Classical CAH occurs about once in every 10-15,000 births. Non-Classical CAH occurs much more frequently, affecting anywhere from 1 in 100 to 1 in 1000 in the general white population. (This wide range reflects the fact that the disorder is much more common in certain ethnic populations. For example, it affects 1 in 27 Ashkenazi Jews, 1 in 40 Hispanics, 1 in 53 Croatians, and 1 in 300 Italians). The frequency makes non-classical CAH the most common genetic disorder identified to date.
This marked heterogeneity renders CAH an extremely difficult disorder to understand, diagnose and treat in a comprehensive manner. As noted by a CAH working group:
…Despite over 50 years of experience with steroid replacement therapy, the management of congenital adrenal hyperplasia (CAH) remains difficult, and clinical practice varies substantially through the world…(Clayton, et al 2002)

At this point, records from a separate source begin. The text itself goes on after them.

// ---------------------------------------------------------------------------
// Two-factor
// ---------------------------------------------------------------------------

pub(crate) async fn two_factor_status(
    State(st): State<Arc<AppState>>,
    headers: HeaderMap,
) -> ApiResult<Json<TwoFactorStatusResponse>> {
    let caller = Caller::resolve(&st, &headers)?;
    let status = st.gate.status(caller.principal()).await?;
    Ok(Json(TwoFactorStatusResponse {
        status,
        session_verified: caller.session.is_second_factor_verified(),
    }))
}

pub(crate) async fn two_factor_enroll(
    State(st): State<Arc<AppState>>,
    headers: HeaderMap,
) -> ApiResult<Json<EnrollmentPayload>> {
    let caller = Caller::resolve(&st, &headers)?;
    Ok(Json(st.gate.begin_enrollment(&caller.session).await?))
}

pub(crate) async fn two_factor_confirm(
    State(st): State<Arc<AppState>>,
    headers: HeaderMap,
    Json(req): Json<CodeRequest>,
) -> ApiResult<Json<OkResponse>> {
    let Caller {
        session_id,
        mut session,
    } = Caller::resolve(&st, &headers)?;
    st.gate.confirm_enrollment(&mut session, &req.code).await?;
    st.sessions.save(&session_id, session, st.clock.as_ref());
    Ok(Json(OkResponse { ok: true }))
}

pub(crate) async fn two_factor_challenge(
    State(st): State<Arc<AppState>>,
    headers: HeaderMap,
    Json(req): Json<CodeRequest>,
) -> ApiResult<Json<OkResponse>> {
    let Caller {
        session_id,
        mut session,
    } = Caller::resolve(&st, &headers)?;
    st.gate.challenge(&mut session, &req.code).await?;
    info!(principal = %session.principal(), "session passed second-factor challenge");
    st.sessions.save(&session_id, session, st.clock.as_ref());
    Ok(Json(OkResponse { ok: true }))
}

pub(crate) async fn two_factor_disable(
    State(st): State<Arc<AppState>>,
    headers: HeaderMap,
) -> ApiResult<Json<OkResponse>> {
    let caller = Caller::resolve(&st, &headers)?;
    st.gate.disable(&caller.session).await?;
    Ok(Json(OkResponse { ok: true }))
}

/// Drop the caller's session so the id starts over unverified.
pub(crate) async fn end_session(
    State(st): State<Arc<AppState>>,
    headers: HeaderMap,
) -> ApiResult<Json<OkResponse>> {
    let caller = Caller::resolve(&st, &headers)?;
    st.sessions.end(&caller.session_id);
    info!(principal = %caller.principal(), "session ended");
    Ok(Json(OkResponse { ok: true }))
}

// ---------------------------------------------------------------------------
// Live queries over SSE
// ---------------------------------------------------------------------------

async fn snapshot<Q>(live: LiveQuery<Q>) -> ApiResult<Json<Vec<Q::Item>>>
where
    Q: LiveSource,
    Q::Item: Serialize,
{
    let items = live.snapshot().await.map_err(ProcureError::from)?;
    Ok(Json(items))
}

/// One `snapshot` event per delivered list; store failures become `error`
/// events and the stream keeps running.
fn sse_snapshots<T>(snapshots: SnapshotStream<T>, heartbeat: Duration) -> Response
where
    T: Serialize + Send + 'static,
{
    let events = snapshots.map(|snap| {
        let event = match snap {
            Ok(items) => Event::default()
                .event("snapshot")
                .json_data(&items)
                .unwrap_or_else(|e| Event::default().event("error").data(e.to_string())),
            Err(e) => Event::default().event("error").data(e.to_string()),
        };
        Ok::<_, Infallible>(event)
    });
    sse_response(Sse::new(events).keep_alive(KeepAlive::new().interval(heartbeat)))
}

fn sse_response(sse: impl IntoResponse) -> Response {
    let mut headers = HeaderMap::new();
    headers.insert("Cache-Control", HeaderValue::from_static("no-cache"));
    (headers, sse).into_response()
}

// ---------------------------------------------------------------------------
// GET /v1/stream  (SSE)
// ---------------------------------------------------------------------------

pub(crate) async fn event_stream(State(st): State<Arc<AppState>>) -> Response {
    let events = bus_to_sse(st.bus.subscribe());
    sse_response(Sse::new(events).keep_alive(KeepAlive::new().interval(st.heartbeat)))
}

fn bus_to_sse(rx: broadcast::Receiver<BusMsg>) -> impl Stream<Item = Result<Event, Infallible>> {
    BroadcastStream::new(rx).filter_map(|msg| async move {
        match msg {
            Ok(m) => {
                let event_name = match &m {
                    BusMsg::Heartbeat { .. } => "heartbeat",
                    BusMsg::Event { .. } => "event",
                };
                let data = serde_json::to_string(&m).ok()?;
                Some(Ok(Event::default().event(event_name).data(data)))
            }
            Err(_) => None, // lagged
        }
    })
}
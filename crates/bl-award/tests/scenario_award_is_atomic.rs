//! An award flips the RFQ, the winner and every submitted sibling in one
//! commit: at most one bid ever wins, withdrawn bids keep their status, and
//! contention that outlasts the retry budget leaves nothing behind.

use std::sync::Arc;

use bl_audit::MemoryEventSink;
use bl_award::AwardCoordinator;
use bl_market::{BidLedger, RfqRegistry};
use bl_schemas::{
    AuthorizationFailure, BidDraft, BidId, BidStatus, Clock, LineItem, ManualClock, PrincipalId,
    ProcureError, RfqDetails, RfqId, RfqStatus,
};
use bl_store::{Collection, MemStore, RetryPolicy, ServiceDeps};
use bl_twofactor::{Session, Totp, TwoFactorGate};
use chrono::{TimeZone, Utc};

struct Fixture {
    mem: Arc<MemStore>,
    clock: Arc<ManualClock>,
    events: Arc<MemoryEventSink>,
    rfqs: RfqRegistry,
    bids: BidLedger,
    awards: AwardCoordinator,
}

fn fixture() -> Fixture {
    let mem = Arc::new(MemStore::new());
    let clock = Arc::new(ManualClock::new(
        Utc.with_ymd_and_hms(2026, 6, 2, 10, 0, 0).unwrap(),
    ));
    let events = Arc::new(MemoryEventSink::new());
    let deps = ServiceDeps::new(
        mem.clone(),
        clock.clone(),
        events.clone(),
        RetryPolicy::new(3, std::time::Duration::ZERO),
    );
    let gate = Arc::new(TwoFactorGate::new(deps.clone(), Totp::default(), "BuildLink"));
    Fixture {
        mem,
        clock,
        events,
        rfqs: RfqRegistry::new(deps.clone()),
        bids: BidLedger::new(deps.clone()),
        awards: AwardCoordinator::new(deps, gate),
    }
}

impl Fixture {
    fn session(&self, who: &str) -> Session {
        Session::start(PrincipalId::new(who), self.clock.now())
    }

    async fn rfq_with_bids(&self, suppliers: &[(&str, i64)]) -> RfqId {
        let rfq = self
            .rfqs
            .publish(
                &PrincipalId::new("buyer"),
                RfqDetails {
                    title: "formwork".into(),
                    description: String::new(),
                    due_date: None,
                    budget: None,
                    line_items: vec![LineItem {
                        description: "plywood 18mm".into(),
                        quantity: 120,
                        unit: "sheet".into(),
                    }],
                    delivery_location: None,
                },
            )
            .await
            .unwrap();
        for (supplier, amount) in suppliers {
            self.bids
                .submit_or_update(
                    &rfq,
                    &PrincipalId::new(*supplier),
                    BidDraft {
                        amount: *amount,
                        lead_time: "3 days".into(),
                        message: String::new(),
                        supplier_name: None,
                    },
                )
                .await
                .unwrap();
        }
        rfq
    }

    async fn status_of(&self, rfq: &RfqId, supplier: &str) -> BidStatus {
        self.bids
            .get(rfq, &PrincipalId::new(supplier))
            .await
            .unwrap()
            .unwrap()
            .status
    }
}

#[tokio::test]
async fn award_declines_submitted_siblings_and_spares_withdrawn() {
    let f = fixture();
    let rfq = f.rfq_with_bids(&[("s1", 100), ("s2", 120), ("s3", 90)]).await;
    f.bids.withdraw(&rfq, &PrincipalId::new("s3"), None).await.unwrap();

    let winner = BidId::derive(&rfq, &PrincipalId::new("s1"));
    let outcome = f.awards.award(&f.session("buyer"), &rfq, &winner).await.unwrap();

    assert_eq!(outcome.rfq.status, RfqStatus::Awarded);
    assert_eq!(outcome.rfq.awarded_bid_id, Some(winner.clone()));
    assert_eq!(outcome.declined, vec![BidId::derive(&rfq, &PrincipalId::new("s2"))]);
    assert_eq!(f.status_of(&rfq, "s1").await, BidStatus::Awarded);
    assert_eq!(f.status_of(&rfq, "s2").await, BidStatus::Declined);
    assert_eq!(f.status_of(&rfq, "s3").await, BidStatus::Withdrawn);
    assert_eq!(f.events.names().last().map(String::as_str), Some("bid_awarded"));
}

#[tokio::test]
async fn re_award_and_foreign_bids_are_rejected_without_side_effects() {
    let f = fixture();
    let rfq = f.rfq_with_bids(&[("s1", 100), ("s2", 120)]).await;
    let other = f.rfq_with_bids(&[("s9", 50)]).await;
    let buyer = f.session("buyer");

    let foreign = BidId::derive(&other, &PrincipalId::new("s9"));
    assert!(matches!(
        f.awards.award(&buyer, &rfq, &foreign).await,
        Err(ProcureError::Conflict { .. })
    ));
    assert_eq!(f.rfqs.get(&rfq).await.unwrap().status, RfqStatus::Open);
    assert_eq!(f.status_of(&other, "s9").await, BidStatus::Submitted);

    let first = BidId::derive(&rfq, &PrincipalId::new("s1"));
    f.awards.award(&buyer, &rfq, &first).await.unwrap();

    let second = BidId::derive(&rfq, &PrincipalId::new("s2"));
    let err = f.awards.award(&buyer, &rfq, &second).await.unwrap_err();
    match err {
        ProcureError::Conflict { reason, .. } => assert!(reason.contains(first.as_str())),
        other => panic!("expected conflict, got {other:?}"),
    }
    assert_eq!(f.status_of(&rfq, "s1").await, BidStatus::Awarded);
    assert_eq!(f.status_of(&rfq, "s2").await, BidStatus::Declined);
}

#[tokio::test]
async fn only_the_buyer_may_award_and_missing_records_are_not_found() {
    let f = fixture();
    let rfq = f.rfq_with_bids(&[("s1", 100)]).await;
    let bid = BidId::derive(&rfq, &PrincipalId::new("s1"));

    assert!(matches!(
        f.awards.award(&f.session("s1"), &rfq, &bid).await,
        Err(ProcureError::Authorization(AuthorizationFailure::NotPermitted(_)))
    ));
    assert!(matches!(
        f.awards.award(&f.session("buyer"), &RfqId::new("missing"), &bid).await,
        Err(ProcureError::NotFound { entity: "rfq", .. })
    ));
    assert!(matches!(
        f.awards
            .award(&f.session("buyer"), &rfq, &BidId::new("missing"))
            .await,
        Err(ProcureError::NotFound { entity: "bid", .. })
    ));
    assert_eq!(f.rfqs.get(&rfq).await.unwrap().status, RfqStatus::Open);
}

#[tokio::test]
async fn exhausted_contention_leaves_no_partial_award() {
    let f = fixture();
    let rfq = f.rfq_with_bids(&[("s1", 100), ("s2", 120)]).await;
    let bid = BidId::derive(&rfq, &PrincipalId::new("s1"));

    f.mem.inject_contention(3);
    let err = f.awards.award(&f.session("buyer"), &rfq, &bid).await.unwrap_err();
    assert!(matches!(err, ProcureError::Consistency { attempts: 3, .. }));

    assert_eq!(f.rfqs.get(&rfq).await.unwrap().status, RfqStatus::Open);
    assert_eq!(f.status_of(&rfq, "s1").await, BidStatus::Submitted);
    assert_eq!(f.status_of(&rfq, "s2").await, BidStatus::Submitted);
    assert!(!f.events.names().iter().any(|n| n == "bid_awarded"));

    // The budget is per call; a later attempt goes through.
    f.awards.award(&f.session("buyer"), &rfq, &bid).await.unwrap();
    assert_eq!(f.mem.count(Collection::Bids), 2);
}

#[tokio::test]
async fn concurrent_awards_produce_exactly_one_winner() {
    let f = Arc::new(fixture());
    let rfq = f
        .rfq_with_bids(&[("s1", 100), ("s2", 110), ("s3", 120), ("s4", 130)])
        .await;

    let mut tasks = Vec::new();
    for supplier in ["s1", "s2", "s3", "s4"] {
        let f = Arc::clone(&f);
        let rfq = rfq.clone();
        tasks.push(tokio::spawn(async move {
            let bid = BidId::derive(&rfq, &PrincipalId::new(supplier));
            f.awards.award(&f.session("buyer"), &rfq, &bid).await
        }));
    }

    let mut wins = 0;
    for t in tasks {
        match t.await.unwrap() {
            Ok(_) => wins += 1,
            Err(ProcureError::Conflict { .. }) => {}
            Err(other) => panic!("unexpected error {other:?}"),
        }
    }
    assert_eq!(wins, 1);

    let all = f.bids.list_for_rfq(&rfq).snapshot().await.unwrap();
    let awarded: Vec<_> = all.iter().filter(|b| b.status == BidStatus::Awarded).collect();
    assert_eq!(awarded.len(), 1);
    assert!(all
        .iter()
        .filter(|b| b.id != awarded[0].id)
        .all(|b| b.status == BidStatus::Declined));
    assert_eq!(
        f.rfqs.get(&rfq).await.unwrap().awarded_bid_id.as_ref(),
        Some(&awarded[0].id)
    );
}
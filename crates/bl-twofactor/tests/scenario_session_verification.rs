//! Enrollment flips the principal to enrolled only after a valid first code;
//! session verification is per session and resets on a new login; a wrong
//! code changes nothing.

use std::sync::Arc;

use bl_schemas::{
    AuthorizationFailure, ManualClock, NoopEventSink, PrincipalId, ProcureError,
    SecondFactorStatus,
};
use bl_store::{MemStore, RetryPolicy, ServiceDeps, Store};
use bl_twofactor::{SecondFactorGate, Session, Totp, TwoFactorGate};
use chrono::{Duration, TimeZone, Utc};

struct Fixture {
    clock: Arc<ManualClock>,
    gate: TwoFactorGate,
}

fn fixture() -> Fixture {
    let clock = Arc::new(ManualClock::new(
        Utc.with_ymd_and_hms(2026, 5, 4, 12, 0, 0).unwrap(),
    ));
    let store: Arc<dyn Store> = Arc::new(MemStore::new());
    let deps = ServiceDeps::new(
        store,
        clock.clone(),
        Arc::new(NoopEventSink),
        RetryPolicy::new(3, std::time::Duration::ZERO),
    );
    let gate = TwoFactorGate::new(deps, Totp::default(), "BuildLink");
    Fixture { clock, gate }
}

impl Fixture {
    fn code(&self, secret: &str) -> String {
        self.gate
            .totp()
            .code_at(secret, bl_schemas::Clock::now(self.clock.as_ref()).timestamp())
            .unwrap()
    }

    fn login(&self, who: &str) -> Session {
        Session::start(PrincipalId::new(who), bl_schemas::Clock::now(self.clock.as_ref()))
    }
}

#[tokio::test]
async fn unenrolled_principal_passes_the_gate() {
    let f = fixture();
    let session = f.login("buyer");
    f.gate.require_verified(&session).await.unwrap();
    assert_eq!(
        f.gate.status(session.principal()).await.unwrap(),
        SecondFactorStatus::Unenrolled
    );
}

#[tokio::test]
async fn enrollment_requires_valid_code_and_verifies_session() {
    let f = fixture();
    let mut session = f.login("buyer");
    let payload = f.gate.begin_enrollment(&session).await.unwrap();
    assert!(payload.otpauth_uri.contains("BuildLink:buyer"));
    assert_eq!(
        f.gate.status(session.principal()).await.unwrap(),
        SecondFactorStatus::Enrolling
    );
    // Enrolling but not enabled: gate still passes.
    f.gate.require_verified(&session).await.unwrap();

    let err = f
        .gate
        .confirm_enrollment(&mut session, "abcdef")
        .await
        .unwrap_err();
    assert!(matches!(
        err,
        ProcureError::Authorization(AuthorizationFailure::InvalidCode)
    ));
    assert!(!session.is_second_factor_verified());
    assert_eq!(
        f.gate.status(session.principal()).await.unwrap(),
        SecondFactorStatus::Enrolling
    );

    let code = f.code(&payload.secret);
    f.gate.confirm_enrollment(&mut session, &code).await.unwrap();
    assert!(session.is_second_factor_verified());
    assert_eq!(
        f.gate.status(session.principal()).await.unwrap(),
        SecondFactorStatus::Enrolled
    );
    f.gate.require_verified(&session).await.unwrap();
}

#[tokio::test]
async fn new_session_must_pass_challenge() {
    let f = fixture();
    let mut first = f.login("buyer");
    let payload = f.gate.begin_enrollment(&first).await.unwrap();
    let code = f.code(&payload.secret);
    f.gate.confirm_enrollment(&mut first, &code).await.unwrap();

    let mut second = f.login("buyer");
    let err = f.gate.require_verified(&second).await.unwrap_err();
    assert_eq!(err, ProcureError::second_factor_required());

    // The code used for confirmation cannot be replayed.
    let replay = f.gate.challenge(&mut second, &code).await.unwrap_err();
    assert!(matches!(
        replay,
        ProcureError::Authorization(AuthorizationFailure::InvalidCode)
    ));

    f.clock.advance(Duration::seconds(30));
    let fresh = f.code(&payload.secret);
    f.gate.challenge(&mut second, &fresh).await.unwrap();
    f.gate.require_verified(&second).await.unwrap();
    // The first session stays verified.
    f.gate.require_verified(&first).await.unwrap();
}

#[tokio::test]
async fn enrolled_principal_cannot_restart_enrollment() {
    let f = fixture();
    let mut s = f.login("supplier");
    let payload = f.gate.begin_enrollment(&s).await.unwrap();
    let code = f.code(&payload.secret);
    f.gate.confirm_enrollment(&mut s, &code).await.unwrap();

    let err = f.gate.begin_enrollment(&s).await.unwrap_err();
    assert!(matches!(err, ProcureError::Conflict { .. }));
}

#[tokio::test]
async fn disable_needs_verified_session_and_clears_factor() {
    let f = fixture();
    let mut s = f.login("buyer");
    let payload = f.gate.begin_enrollment(&s).await.unwrap();
    let code = f.code(&payload.secret);
    f.gate.confirm_enrollment(&mut s, &code).await.unwrap();

    let unverified = f.login("buyer");
    assert_eq!(
        f.gate.disable(&unverified).await.unwrap_err(),
        ProcureError::second_factor_required()
    );

    f.gate.disable(&s).await.unwrap();
    assert_eq!(
        f.gate.status(s.principal()).await.unwrap(),
        SecondFactorStatus::Unenrolled
    );
    f.gate.require_verified(&unverified).await.unwrap();

    let err = f.gate.disable(&s).await.unwrap_err();
    assert!(matches!(err, ProcureError::Conflict { .. }));
}

#[tokio::test]
async fn challenge_without_enrollment_is_conflict() {
    let f = fixture();
    let mut s = f.login("nobody");
    let err = f.gate.challenge(&mut s, "123456").await.unwrap_err();
    assert!(matches!(err, ProcureError::Conflict { .. }));
    assert!(!s.is_second_factor_verified());
}
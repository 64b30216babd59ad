use anyhow::{bail, Result};
use serde::{Deserialize, Serialize};
use std::time::Duration;

#[derive(Debug, Clone, Copy, PartialEq, Eq, Serialize, Deserialize)]
#[serde(rename_all = "snake_case")]
pub enum StoreBackend {
    Memory,
    Postgres,
}

#[derive(Debug, Clone, PartialEq, Eq, Serialize, Deserialize)]
#[serde(default)]
pub struct StoreSettings {
    pub backend: StoreBackend,
    /// Change-feed buffer per store; slower subscribers resync.
    pub change_buffer: usize,
}

impl Default for StoreSettings {
    fn default() -> Self {
        Self {
            backend: StoreBackend::Memory,
            change_buffer: 1024,
        }
    }
}

/// Bounded retry for optimistic multi-record commits (award, bid, advance).
#[derive(Debug, Clone, PartialEq, Eq, Serialize, Deserialize)]
#[serde(default)]
pub struct RetrySettings {
    pub max_attempts: u32,
    pub backoff_ms: u64,
}

impl Default for RetrySettings {
    fn default() -> Self {
        Self {
            max_attempts: 5,
            backoff_ms: 10,
        }
    }
}

impl RetrySettings {
    pub fn backoff(&self) -> Duration {
        Duration::from_millis(self.backoff_ms)
    }
}

#[derive(Debug, Clone, PartialEq, Eq, Serialize, Deserialize)]
#[serde(default)]
pub struct TwoFactorSettings {
    pub issuer: String,
    pub step_secs: u64,
    pub digits: u32,
    pub skew_steps: u32,
}

impl Default for TwoFactorSettings {
    fn default() -> Self {
        Self {
            issuer: "BuildLink".to_string(),
            step_secs: 30,
            digits: 6,
            skew_steps: 1,
        }
    }
}

#[derive(Debug, Clone, PartialEq, Eq, Serialize, Deserialize)]
#[serde(default)]
pub struct DaemonSettings {
    pub addr: String,
    pub heartbeat_secs: u64,
    /// Idle time after which a session id starts over unverified.
    pub session_ttl_secs: u64,
}

impl Default for DaemonSettings {
    fn default() -> Self {
        Self {
            addr: "127.0.0.1:8899".to_string(),
            heartbeat_secs: 15,
            session_ttl_secs: 12 * 60 * 60,
        }
    }
}

#[derive(Debug, Clone, PartialEq, Eq, Serialize, Deserialize)]
#[serde(default)]
pub struct AuditSettings {
    /// Empty disables the JSONL event log.
    pub path: String,
    pub hash_chain: bool,
}

impl DaemonSettings {
    pub fn session_ttl(&self) -> Duration {
        Duration::from_secs(self.session_ttl_secs)
    }
}

impl Default for AuditSettings {
    fn default() -> Self {
        Self {
            path: "exports/events.jsonl".to_string(),
            hash_chain: true,
        }
    }
}

#[derive(Debug, Clone, Default, PartialEq, Eq, Serialize, Deserialize)]
#[serde(default)]
pub struct ProcureSettings {
    pub store: StoreSettings,
    pub retry: RetrySettings,
    pub two_factor: TwoFactorSettings,
    pub daemon: DaemonSettings,
    pub audit: AuditSettings,
}

impl ProcureSettings {
    pub fn validate(&self) -> Result<()> {
        if self.retry.max_attempts == 0 {
            bail!("CONFIG_INVALID retry.max_attempts must be >= 1");
        }
        if self.two_factor.step_secs == 0 {
            bail!("CONFIG_INVALID two_factor.step_secs must be >= 1");
        }
        if !(6..=8).contains(&self.two_factor.digits) {
            bail!(
                "CONFIG_INVALID two_factor.digits must be 6..=8 (got {})",
                self.two_factor.digits
            );
        }
        if self.two_factor.issuer.trim().is_empty() || self.two_factor.issuer.contains(':') {
            bail!("CONFIG_INVALID two_factor.issuer must be non-empty and contain no ':'");
        }
        if self.daemon.session_ttl_secs == 0 {
            bail!("CONFIG_INVALID daemon.session_ttl_secs must be >= 1");
        }
        if self.store.change_buffer == 0 {
            bail!("CONFIG_INVALID store.change_buffer must be >= 1");
        }
        Ok(())
    }
}
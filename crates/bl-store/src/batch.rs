use crate::{Collection, Entity, Record};

/// Precondition a mutation places on the currently stored record.
#[derive(Debug, Clone, Copy, PartialEq, Eq)]
pub enum Expect {
    /// No record may exist under the key.
    Absent,
    /// The stored record must be at exactly this version.
    Version(u64),
}

#[derive(Debug, Clone, PartialEq, Eq)]
pub struct Mutation {
    pub record: Record,
    pub expect: Expect,
}

/// A set of conditional puts committed all-or-nothing.
///
/// If any expectation fails, none of the mutations are applied.
#[derive(Debug, Clone, Default, PartialEq, Eq)]
pub struct WriteBatch {
    mutations: Vec<Mutation>,
}

impl WriteBatch {
    pub fn new() -> Self {
        Self::default()
    }

    /// Insert a record that must not exist yet.
    pub fn create<T: Entity>(&mut self, value: T) -> &mut Self {
        self.mutations.push(Mutation {
            record: value.into_record(),
            expect: Expect::Absent,
        });
        self
    }

    /// Replace a record read at `read_version`.
    pub fn update<T: Entity>(&mut self, value: T, read_version: u64) -> &mut Self {
        self.mutations.push(Mutation {
            record: value.into_record(),
            expect: Expect::Version(read_version),
        });
        self
    }

    /// Create when `read_version` is `None`, compare-and-swap otherwise.
    pub fn put<T: Entity>(&mut self, value: T, read_version: Option<u64>) -> &mut Self {
        match read_version {
            Some(v) => self.update(value, v),
            None => self.create(value),
        }
    }

    pub fn mutations(&self) -> &[Mutation] {
        &self.mutations
    }

    pub fn into_mutations(self) -> Vec<Mutation> {
        self.mutations
    }

    pub fn len(&self) -> usize {
        self.mutations.len()
    }

    pub fn is_empty(&self) -> bool {
        self.mutations.is_empty()
    }

    /// First key that appears more than once, if any. Stores reject such batches.
    pub fn duplicate_key(&self) -> Option<(Collection, String)> {
        let mut seen = std::collections::HashSet::new();
        self.mutations
            .iter()
            .map(|m| (m.record.collection(), m.record.key()))
            .find(|k| !seen.insert(k.clone()))
    }
}

/// Change-feed notification.
#[derive(Debug, Clone, PartialEq, Eq)]
pub enum Change {
    /// A record was written and is now at `version`.
    Record {
        collection: Collection,
        id: String,
        version: u64,
    },
    /// The feed lost continuity (lag, reconnect); every observer must re-read.
    Resync,
}

impl Change {
    pub fn touches(&self, collection: Collection) -> bool {
        match self {
            Self::Record { collection: c, .. } => *c == collection,
            Self::Resync => true,
        }
    }
}
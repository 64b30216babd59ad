//! bl-testkit
//!
//! A fully wired in-memory deployment for scenario tests: one [`MemStore`],
//! one [`ManualClock`], one [`MemoryEventSink`] and every service built on
//! top of them.

use std::sync::Arc;
use std::time::Duration;

use anyhow::{anyhow, Context, Result};
use bl_audit::MemoryEventSink;
use bl_award::AwardCoordinator;
use bl_logistics::ShipmentTracker;
use bl_market::{BidLedger, RfqRegistry};
use bl_schemas::{
    AddressValidator, BidDraft, Clock, LineItem, ManualClock, PrincipalId, RfqDetails,
};
use bl_store::{MemStore, RetryPolicy, ServiceDeps};
use bl_twofactor::{Session, Totp, TwoFactorGate};
use chrono::{DateTime, TimeZone, Utc};

pub struct Harness {
    pub store: Arc<MemStore>,
    pub clock: Arc<ManualClock>,
    pub events: Arc<MemoryEventSink>,
    pub deps: ServiceDeps,
    pub rfqs: RfqRegistry,
    pub bids: BidLedger,
    pub gate: Arc<TwoFactorGate>,
    pub awards: AwardCoordinator,
    pub shipments: ShipmentTracker,
}

impl Default for Harness {
    fn default() -> Self {
        Self::new()
    }
}

impl Harness {
    pub fn new() -> Self {
        Self::build(MemStore::new(), RetryPolicy::new(5, Duration::ZERO), None)
    }

    pub fn with_store(store: MemStore, retry: RetryPolicy) -> Self {
        Self::build(store, retry, None)
    }

    pub fn with_address_validator(validator: Arc<dyn AddressValidator>) -> Self {
        Self::build(
            MemStore::new(),
            RetryPolicy::new(5, Duration::ZERO),
            Some(validator),
        )
    }

    fn build(
        store: MemStore,
        retry: RetryPolicy,
        addresses: Option<Arc<dyn AddressValidator>>,
    ) -> Self {
        let store = Arc::new(store);
        let clock = Arc::new(ManualClock::new(epoch()));
        let events = Arc::new(MemoryEventSink::new());
        let deps = ServiceDeps::new(store.clone(), clock.clone(), events.clone(), retry);
        let gate = Arc::new(TwoFactorGate::new(
            deps.clone(),
            Totp::default(),
            "BuildLink",
        ));
        Self {
            rfqs: RfqRegistry::new(deps.clone()),
            bids: BidLedger::new(deps.clone()),
            awards: AwardCoordinator::new(deps.clone(), gate.clone()),
            shipments: ShipmentTracker::new(deps.clone(), gate.clone(), addresses),
            gate,
            store,
            clock,
            events,
            deps,
        }
    }

    pub fn now(&self) -> DateTime<Utc> {
        self.clock.now()
    }

    /// A fresh, unverified login.
    pub fn login(&self, who: &str) -> Session {
        Session::start(PrincipalId::new(who), self.now())
    }

    /// Current TOTP code for `secret` at the harness clock.
    pub fn totp_code_for(&self, secret: &str) -> Result<String> {
        totp_code_for(self.gate.totp(), secret, self.now())
    }

    /// Enroll `session`'s principal and return the secret. Leaves the
    /// session verified.
    pub async fn enroll(&self, session: &mut Session) -> Result<String> {
        let payload = self
            .gate
            .begin_enrollment(session)
            .await
            .context("begin enrollment")?;
        let code = self.totp_code_for(&payload.secret)?;
        self.gate
            .confirm_enrollment(session, &code)
            .await
            .context("confirm enrollment")?;
        Ok(payload.secret)
    }
}

pub fn totp_code_for(totp: &Totp, secret: &str, at: DateTime<Utc>) -> Result<String> {
    totp.code_at(secret, at.timestamp())
        .ok_or_else(|| anyhow!("secret is not valid base32"))
}

/// Fixed start of every harness clock.
pub fn epoch() -> DateTime<Utc> {
    Utc.with_ymd_and_hms(2026, 1, 5, 9, 0, 0)
        .single()
        .unwrap_or_else(Utc::now)
}

pub fn details(title: &str, items: &[(&str, i64, &str)], budget: Option<i64>) -> RfqDetails {
    RfqDetails {
        title: title.to_string(),
        description: String::new(),
        due_date: None,
        budget,
        line_items: items
            .iter()
            .map(|(description, quantity, unit)| LineItem {
                description: description.to_string(),
                quantity: *quantity,
                unit: unit.to_string(),
            })
            .collect(),
        delivery_location: None,
    }
}

pub fn bid(amount: i64) -> BidDraft {
    BidDraft {
        amount,
        lead_time: "7 days".to_string(),
        message: String::new(),
        supplier_name: None,
    }
}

More than 5 years later, this statement is still true, and a number of factors indicated that the time to address this disparity in care and lack of quality benchmarks is now:
- As diagnosis and clinical care improves, there is a growing population of adolescent and adult patients with CAH. However, at present there are no centers in the United States recognized as specializing in the care of teens and adults with this disorder. (Indeed, there are no established criteria upon which such a claim could currently be made). Clinicians who are less experienced with CAH, or who serve a geographically isolated population, have no recognized “expert”- be this a person or a protocol -- to turn to for advice and consultation on the diagnosis and care of their CAH patients. The result is significant disparity in the quality and comprehensiveness of care that patients receive.
- As we enter into the era where long-term follow-up on newborn screening (NBS) is an integral part of the NBS system, comprehensive care centers for lifelong care will become necessary for CAH.
- For the purpose of the NBS system, and any kind of quality assurance, we need to have guidelines upon which to evaluate the effectiveness of long-term follow-up. There also need to be some standards that cut across geographic and regional boundaries in order to compare treatment regimens and practices that lead to better health outcomes.
- One of the goals of long-term follow-up is to create opportunities for clinical and translational research – this requires a large cohort of patients being followed and monitored on a variety of parameters in a longitudinal manner. Under the current model, CAH patients are spread out both geographically and across medical specialists, with no published guidelines for how – or even that—there be a primary clinician overseeing the disparate therapies. Subspecialists need a roadmap for how to communicate with each other in the care of a CAH patient, and there needs to be a master plan as to how individuals should be treated and monitored throughout the life cycle.
The goal of CARES Foundation’s Comprehensive Care Centers project is to derive guidelines for the establishment of, and standards for the recognition and maintenance of, comprehensive clinical care centers for the treatment of CAH throughout the life cycle.